26S proteasome regulates differentiation of human bone marrow stromal cells into neural-like cells

AIM: To investigate the process of human bone marrow stromal cells (hBMSCs) differentiation into neural-like cells and to determine the role of 26S proteasome in neuronal differentiation. METHODS: Purified hBMSCs were treated with β-mercaptoethanol (β-ME) for 1 day and retinoic acid (RA) for 3 days, followed by growth factor (10 μg/L bFGF or 20 μg/L NGF) for another 3 days. Immunofluorescence was performed to detect the expression of nestin (a neural precursor cells marker), Tuj1 (a premature neuronal marker), and neurofilament (NF, a mature neuronal marker) at all stages of induced differentiation. Immunostaining and RT-PCR were used to analyze the expression of 26S proteasome during neuronal differentiation of hBMSCs.
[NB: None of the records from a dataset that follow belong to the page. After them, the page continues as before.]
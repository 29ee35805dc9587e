//! Request correlation middleware.
//!
//! Every request runs inside a [`TraceId`] scope. A valid `trace-id` header
//! from the client is kept so browser and server logs line up; otherwise a
//! fresh id is minted. The id is echoed on the response and one log line is
//! written per request with its status and latency.

use std::task::{Context, Poll};
use std::time::Instant;

use actix_web::Error;
use actix_web::dev::{Service, ServiceRequest, ServiceResponse, Transform};
use actix_web::http::header::{HeaderName, HeaderValue};
use futures_util::future::{LocalBoxFuture, Ready, ready};
use tracing::{Instrument, info, info_span, warn};

use crate::domain::{TRACE_ID_HEADER, TraceId};

/// Middleware scoping each request to a [`TraceId`].
///
/// # Examples
/// ```
/// use actix_web::App;
/// use coderush::Trace;
///
/// let app = App::new().wrap(Trace);
/// ```
#[derive(Clone)]
pub struct Trace;

impl<S, B> Transform<S, ServiceRequest> for Trace
where
    S: Service<ServiceRequest, Response = ServiceResponse<B>, Error = Error> + 'static,
    S::Future: 'static,
    B: 'static,
{
    type Response = ServiceResponse<B>;
    type Error = Error;
    type InitError = ();
    type Transform = TraceMiddleware<S>;
    type Future = Ready<Result<Self::Transform, Self::InitError>>;

    fn new_transform(&self, service: S) -> Self::Future {
        ready(Ok(TraceMiddleware { service }))
    }
}

/// Service produced by [`Trace`].
pub struct TraceMiddleware<S> {
    service: S,
}

fn supplied_trace_id(req: &ServiceRequest) -> Option<&str> {
    req.headers()
        .get(TRACE_ID_HEADER)
        .and_then(|value| value.to_str().ok())
}

impl<S, B> Service<ServiceRequest> for TraceMiddleware<S>
where
    S: Service<ServiceRequest, Response = ServiceResponse<B>, Error = Error> + 'static,
    S::Future: 'static,
    B: 'static,
{
    type Response = ServiceResponse<B>;
    type Error = Error;
    type Future = LocalBoxFuture<'static, Result<Self::Response, Self::Error>>;

    fn poll_ready(&self, cx: &mut Context<'_>) -> Poll<Result<(), Self::Error>> {
        self.service.poll_ready(cx)
    }

    fn call(&self, req: ServiceRequest) -> Self::Future {
        let trace_id = TraceId::adopt_or_generate(supplied_trace_id(&req));
        let span = info_span!(
            "request",
            %trace_id,
            method = %req.method(),
            path = %req.path()
        );
        let started = Instant::now();
        let fut = self.service.call(req);
        Box::pin(TraceId::scope(
            trace_id,
            async move {
                let mut res = fut.await?;
                info!(
                    status = res.status().as_u16(),
                    latency_ms = u64::try_from(started.elapsed().as_millis()).unwrap_or(u64::MAX),
                    "request finished"
                );
                match HeaderValue::from_str(&trace_id.to_string()) {
                    Ok(value) => {
                        res.response_mut()
                            .headers_mut()
                            .insert(HeaderName::from_static(TRACE_ID_HEADER), value);
                    }
                    Err(error) => warn!(%error, "trace id is not a valid header value"),
                }
                Ok(res)
            }
            .instrument(span),
        ))
    }
}

#[cfg(test)]
mod tests {
    use super::*;
    use crate::domain::{ApiResult, Error as DomainError};
    use actix_web::{App, HttpResponse, test, web};

    const CLIENT_ID: &str = "2d7c6a55-0b4e-4f0d-a1f4-7d5d1c9b8e21";

    async fn call_with<F, Fut, Res>(handler: F, supplied: Option<&str>) -> (ServiceResponse, String)
    where
        F: Fn() -> Fut + Clone + 'static,
        Fut: std::future::Future<Output = Res> + 'static,
        Res: actix_web::Responder + 'static,
    {
        let app =
            test::init_service(App::new().wrap(Trace).route("/", web::get().to(handler))).await;
        let mut req = test::TestRequest::get().uri("/");
        if let Some(id) = supplied {
            req = req.insert_header((TRACE_ID_HEADER, id));
        }
        let res = test::call_service(&app, req.to_request()).await;
        let trace_id = res
            .headers()
            .get(TRACE_ID_HEADER)
            .expect("trace id header")
            .to_str()
            .expect("header is ascii")
            .to_owned();
        (res, trace_id)
    }

    async fn echo_trace_id() -> HttpResponse {
        let id = TraceId::current().expect("trace id in scope");
        HttpResponse::Ok().body(id.to_string())
    }

    #[actix_web::test]
    async fn handler_sees_the_echoed_id() {
        let (res, trace_id) = call_with(echo_trace_id, None).await;
        let body = test::read_body(res).await;
        assert_eq!(std::str::from_utf8(&body).expect("utf8 body"), trace_id);
    }

    #[actix_web::test]
    async fn client_id_is_adopted() {
        let (_, trace_id) = call_with(echo_trace_id, Some(CLIENT_ID)).await;
        assert_eq!(trace_id, CLIENT_ID);
    }

    #[actix_web::test]
    async fn garbage_client_id_is_replaced() {
        let (_, trace_id) = call_with(echo_trace_id, Some("editor-tab-3")).await;
        assert_ne!(trace_id, "editor-tab-3");
        assert!(trace_id.parse::<TraceId>().is_ok());
    }

    #[actix_web::test]
    async fn error_body_carries_the_id() {
        let (res, trace_id) = call_with(
            || async { ApiResult::<HttpResponse>::Err(DomainError::internal("boom")) },
            Some(CLIENT_ID),
        )
        .await;
        let body: serde_json::Value = test::read_body_json(res).await;
        assert_eq!(trace_id, CLIENT_ID);
        assert_eq!(body["traceId"], CLIENT_ID);
    }
}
To further confirm the role of 26S proteasome in hBMSCs differentiation, cells were treated with β-ME/RA and then followed by protesome inhibitor MG132 and growth factor. Immunostaining was performed to detect NF-positive cells. RESULTS: Quantification results showed that the untreated cells were almost never positive for nestin, Tuj1 and NF. After treated with β-ME/RA, the numbers of nestin-positive cells (34.41%±1.27%) and Tuj1-positive cells (27.79%±1.27%) were increased. Notably, the numbers of NF-positive cells were significantly increased to 56.72%±2.4% after induction with β-ME/RA/GF. Immunofluorescence analysis showed that undifferentiated hBMSCs cells were weakly stained by antibody against 26S proteasome, but the numbers of cells with high-intensity of 26S proteasome were increased after treated with β-ME/RA. The RT-PCR result of 26S proteasome further confirmed that the mRNA level of the cells differentiated by β-ME/RA (1.33), as well as by β-ME/RA/GF (1.77), was significantly increased compared to the undifferentiated cells. Moreover, hBMSCs incubated with protesome inhibitor MG132 significantly decreased the numbers of NF-positive cells (37.59%±1.52%). CONCLUSION: After induction with β-ME/RA/GF, hBMSCs can be differentiated into neural-like cells, which is concomitant with the increase in 26S proteasome expression. Inhibitor of 26S protesome prevents hBMSCs differentiation, suggesting that 26S proteasome may be involved in the differentiation of hBMSCs into neural-like cells.